Egashira Y
Tamana Public Central Hospital, Kumamoto.
Nihon Kyobu Shikkan Gakkai Zasshi. 1992 Dec;30 Suppl:180-8.
Home oxygen therapy (HOT) has released patients with chronic respiratory failure (CRF) from hospitalization for the rest of their lives, and has brought some relief from their physical restriction due to CRF. However, some new psychosocial problems have arisen from this home care treatment. Research has been performed on 85 patients in our hospital by: (1) comprehensive psychosomatic questionnaire for patients with long-term oxygen therapy, (2) CMI, (3) SRQ-D (depression), (4) MAS and Questionnaire C of JMHW-CRF research group. The results of (1) indicated some problems in the majority of patients. Also in SRQ-D, about half of the patients showed a depressive state. In MAS, more than a few patients revealed a high anxiety level concretely, recognized psychosocial problems with loss of desire for treatment pessimism recording their prognosis, in addition to loss of QOL. All the above and an understanding by the staff of the psychosocial situation of patients and a grasp of their mental state are extremely important in the long-term care of HOT patients.

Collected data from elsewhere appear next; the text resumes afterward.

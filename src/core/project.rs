use chrono::NaiveDate;
use serde::{Deserialize, Serialize};

/// Identification shared by every phase report of one project.
#[derive(Debug, Clone, Default, Serialize, Deserialize, PartialEq, Eq)]
#[serde(default)]
pub struct ProjectMetadata {
    pub name: String,
    pub evaluator: String,
    #[serde(skip_serializing_if = "Option::is_none")]
    pub date: Option<NaiveDate>,
    pub area: String,
    #[serde(skip_serializing_if = "Option::is_none")]
    pub code: Option<String>,
}

impl ProjectMetadata {
    pub fn code(&self) -> Option<&str> {
        self.code
            .as_deref()
            .map(str::trim)
            .filter(|code| !code.is_empty())
    }

    /// Fields that must be filled before a report can be exported.
    pub fn missing_fields(&self) -> Vec<&'static str> {
        let mut missing = Vec::new();
        if self.name.trim().is_empty() {
            missing.push("name");
        }
        if self.evaluator.trim().is_empty() {
            missing.push("evaluator");
        }
        if self.date.is_none() {
            missing.push("date");
        }
        if self.area.trim().is_empty() {
            missing.push("area");
        }
        missing
    }

    pub fn is_complete(&self) -> bool {
        self.missing_fields().is_empty()
    }

    /// `DD/MM/YYYY`, as printed in report bodies.
    pub fn display_date(&self) -> Option<String> {
        self.date.map(|date| date.format("%d/%m/%Y").to_string())
    }
}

家庭氧疗(HOT)使慢性呼吸衰竭(CRF)患者无需终身住院,并在一定程度上缓解了CRF导致的身体活动受限问题。然而,这种居家护理治疗也引发了一些新的心理社会问题。我们对我院85例患者进行了以下研究:(1)长期氧疗患者综合心身问卷;(2)康奈尔医学指数(CMI);(3)抑郁自评量表(SRQ-D);(4)医学应对问卷(MAS)以及日本厚生劳动省CRF研究组的问卷C。(1)的结果表明大多数患者存在一些问题。在SRQ-D中,约一半患者呈现抑郁状态。在MAS中,具体而言,相当一部分患者表现出高度焦虑,除了生活质量下降外,还存在对治疗失去信心、对预后悲观等心理社会问题。对于HOT患者的长期护理而言,上述所有情况以及工作人员对患者心理社会状况的了解和对其精神状态的掌握极为重要。